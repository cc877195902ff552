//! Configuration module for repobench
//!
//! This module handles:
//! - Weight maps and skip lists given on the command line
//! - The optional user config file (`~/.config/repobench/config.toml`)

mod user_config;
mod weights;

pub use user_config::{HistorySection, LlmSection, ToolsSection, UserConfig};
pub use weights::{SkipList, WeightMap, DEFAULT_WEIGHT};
......
--- YOUR INSTRUCTIONS ---
Find the lines above that include the string "repobench" and copy them.

--- EXPECTED ANSWER ---
//! Configuration module for repobench
//! - The optional user config file (`~/.config/repobench/config.toml`)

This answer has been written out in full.